AOL, Evercore, McMoRan, Shutterfly: U.S. Equity Movers

Shares of the following companies had unusual moves in U.S. trading. Stock symbols are in parentheses, and prices are as of 4 p.m. in New York.

AOL Inc. (AOL) surged 43 percent, the most since November 2009, to $26.40. The Internet company, under shareholder pressure to make strategic changes as revenue declines, agreed to sell and license more than 800 patents to Microsoft Corp. (MSFT) in a deal worth $1.06 billion.

Centene Corp. (CNC) declined 15 percent, the most since March 2008, to $42.97. The provider of managed care services to Medicaid patients said that its Buckeye Community Health Plan wasn’t selected to participate in Ohio’s Medicaid program, effective in January 2013. The decision won’t be material to 2012 earnings, according to the company.

ClickSoftware Technologies Ltd. (CKSW) fell 16 percent, the most since October 2009, to $10.56. The maker of software to schedule deliveries and maintenance online said it had revenue of about $21.6 million in the first quarter, missing the average analyst estimate of $23.4 million.

Evercore Partners Inc. (EVR) fell 6.4 percent, the most since Oct. 3, to $26.05. The investment bank founded by Roger Altman was cut to neutral from buy on slower-than-expected merger-and-acquisition business in the first quarter and the drop in Evercore’s publicly announced pipeline.

Great Wolf Resorts Inc. (WOLF) advanced 13 percent to $7.44, the highest price since May 2008. The water-parks operator got a $234 million, or $7 a share, takeover offer from KSL Capital Partners LLC, topping a bid from Apollo Global Management LLC for a second time and extending a private-equity bidding contest.

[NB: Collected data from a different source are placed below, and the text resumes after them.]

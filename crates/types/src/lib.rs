//! Foundational types for flight table services.
//!
//! This crate provides the pieces shared by the table-services core, the
//! critical data store and the test tooling:
//! - Resource identifiers with category bases and slot-reusing allocation
//! - Table option flags
//! - Fixed-layout, big-endian standard file and table headers
//! - Mission time and the time source abstraction
//! - Service configuration with validation

#![deny(unsafe_code)]
#![warn(missing_docs)]

pub mod config;
pub mod file_header;
pub mod ids;
pub mod options;
pub mod time;

pub use config::{ConfigError, TableServicesConfig};
pub use file_header::{
    CONTENT_TYPE_CFE1, FS_DESCRIPTION_LEN, FS_HEADER_SIZE, StdFileHeader, SUBTYPE_TBL_IMG,
    SUBTYPE_TBL_REG, TABLE_NAME_FIELD_LEN, TBL_HEADER_SIZE, TableFileHeader,
};
pub use ids::{
    DumpControlId, IdCategory, LoadBufferId, LoadBufferLayout, MAX_SERIAL, RegId, ResourceId,
    TableHandle, ValidationId, find_next,
};
pub use options::TableOptions;
pub use time::{MissionTime, SystemTimeSource, TimeSource};
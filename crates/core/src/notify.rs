//! Management notifications to table owners.
//!
//! An owner may ask to be told, by message, when its table needs attention
//! (a validation or an activation was requested). The core only records the
//! descriptor and hands it to a [`MessageSink`] outside the registry lock.

use serde::{Deserialize, Serialize};
use tracing::info;

use crate::app::AppId;

/// Message an owner wants sent when its table needs management.
#[derive(Debug, Clone, Copy, PartialEq, Eq, Serialize, Deserialize)]
pub struct NotifyDescriptor {
    /// Message id of the owner's command pipe.
    pub msg_id: u32,
    /// Command code within that message id.
    pub command_code: u16,
    /// Parameter echoed back to the owner.
    pub parameter: u32,
}

/// Delivers notification messages.
pub trait MessageSink: Send + Sync {
    /// Sends `notify` to the owner of `table`.
    fn send_notification(&self, owner: AppId, table: &str, notify: &NotifyDescriptor);
}

/// Logs notifications instead of sending them.
#[derive(Debug, Default, Clone, Copy)]
pub struct TracingMessageSink;

impl MessageSink for TracingMessageSink {
    fn send_notification(&self, owner: AppId, table: &str, notify: &NotifyDescriptor) {
        info!(
            owner = owner.value(),
            table,
            msg_id = notify.msg_id,
            command_code = notify.command_code,
            parameter = notify.parameter,
            "table management notification"
        );
    }
}

/// Notification queued inside a transaction.
#[derive(Debug, Clone)]
pub(crate) struct PendingNotification {
    pub owner: AppId,
    pub table: String,
    pub notify: NotifyDescriptor,
}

InterMune Inc. (ITMN) declined 16 percent, the most since Dec. 15, to $12.90. The Brisbane, California-based drug company was cut to sector perform from outperform, by RBC Capital Markets, which cited valuation. The rating means the stock’s return is expected be in line with the sector average in the next 12 months.

MagicJack VocalTec Ltd. (CALL) rose 11 percent, the most since Jan. 31, to $23.07. The developer of software for making phone calls over the Internet forecast first quarter-earnings excluding some items of 26 cents a share, double the average of two estimates, according to data compiled by Bloomberg.

McMoRan Exploration Co. (MMR) fell 3.2 percent to $9.41, the lowest price since Oct. 4. The New Orleans-based oil producer reported complications at the Davy Jones No. 1 well in the Gulf of Mexico that prevented the company from obtaining a measurable flow rate of natural gas.

MetroPCS Communications Inc. (PCS) fell 3.7 percent to $8.52, the lowest price since Jan. 17. The Texas-based pay-as- you-go wireless carrier was cut to neutral from outperform at Macquarie Group Ltd.

Molina Healthcare Inc. (MOH) plunged 27 percent, the most since July 2005, to $25.65. The managed health-care provider wasn’t selected for new contracts in Ohio’s expanded Medicaid program. The company generated nearly $1 billion of its $4.6 billion of premiums in the state during 2011, according to Cantor Fitzgerald LP.

Office Depot Inc. (ODP) slipped 2.5 percent to $3.17, the lowest price since March 7. The second-largest U.S. office- supply chain recalled 307,000 desk chairs in the U.S. and 12,000 in Canada after receiving 11 reports of chairs breaking, resulting in reports of injuries.

Shutterfly Inc. (SFLY) decreased 4.3 percent, the most since Feb. 21, to $28.21. The operator of a website that offers photo-related products dropped after Facebook Inc. (FB) agreed to buy the Instagram photo-sharing application for about $1 billion.

Titan Machinery Inc. (TITN) rallied 6.5 percent to $29.10, the highest price since July 7. The owner of full- service agricultural and construction equipment stores was raised to outperform from neutral at Robert W. Baird & Co., meaning the stock is expected to beat the broader U.S. equity market on a total return, risk-adjusted basis in the next 12 months.

Zhongpin Inc. (HOGS) fell 4.7 percent, the most since March 14, to $10.04. The food processor was cut to neutral from buy at Roth Capital Partners, citing a probe by the Securities and Exchange Commission. The SEC on April 6 said it froze assets of six Chinese citizens in an insider trading case involving the stock.